INSTRUCTIONS TO FOLLOW ::
Transcribe each entry shown below with no difference from the original.

DATA FOR THIS TASK ::
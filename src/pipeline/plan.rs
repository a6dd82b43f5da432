// src/pipeline/plan.rs
use crate::config::PipelineConfig;
use crate::ingest::types::{EventSource, Subject};
use crate::store::job_key;

/// One unit of scheduled work: a provider's events scored for one subject.
#[derive(Debug, Clone, PartialEq)]
pub struct JobPlan {
    pub provider: EventSource,
    pub subject: Subject,
    pub interval_minutes: u64,
    pub event_limit: usize,
}

impl JobPlan {
    pub fn key(&self) -> String {
        job_key(self.provider, self.subject.id)
    }
}

/// Enabled providers × configured subjects, provider-major in config order.
pub fn plan_jobs(cfg: &PipelineConfig) -> Vec<JobPlan> {
    cfg.providers
        .iter()
        .filter(|p| p.enabled)
        .flat_map(|p| {
            cfg.subjects.iter().map(move |s| JobPlan {
                provider: p.source,
                subject: s.clone(),
                interval_minutes: p.interval_minutes,
                event_limit: p.event_limit,
            })
        })
        .collect()
}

SOLUTION TO THIS PROBLEM ::
filename src/pipeline/plan.rs
repository a6dd82b43f5da432
// src/pipeline/plan.rs
use crate::config::PipelineConfig;
use crate::ingest::types::{EventSource, Subject};
use crate::store::job_key;

/// One unit of scheduled work: a provider's events scored for one subject.
#[derive(Debug, Clone, PartialEq)]
pub struct JobPlan {
    pub provider: EventSource,
    pub subject: Subject,
    pub interval_minutes: u64,
    pub event_limit: usize,
}

impl JobPlan {
    pub fn key(&self) -> String {
        job_key(self.provider, self.subject.id)
    }
}

/// Enabled providers × configured subjects, provider-major in config order.
pub fn plan_jobs(cfg: &PipelineConfig) -> Vec<JobPlan> {
    cfg.providers
        .iter()
        .filter(|p| p.enabled)
        .flat_map(|p| {
            cfg.subjects.iter().map(move |s| JobPlan {
                provider: p.source,
                subject: s.clone(),
                interval_minutes: p.interval_minutes,
                event_limit: p.event_limit,
            })
        })
        .collect()
}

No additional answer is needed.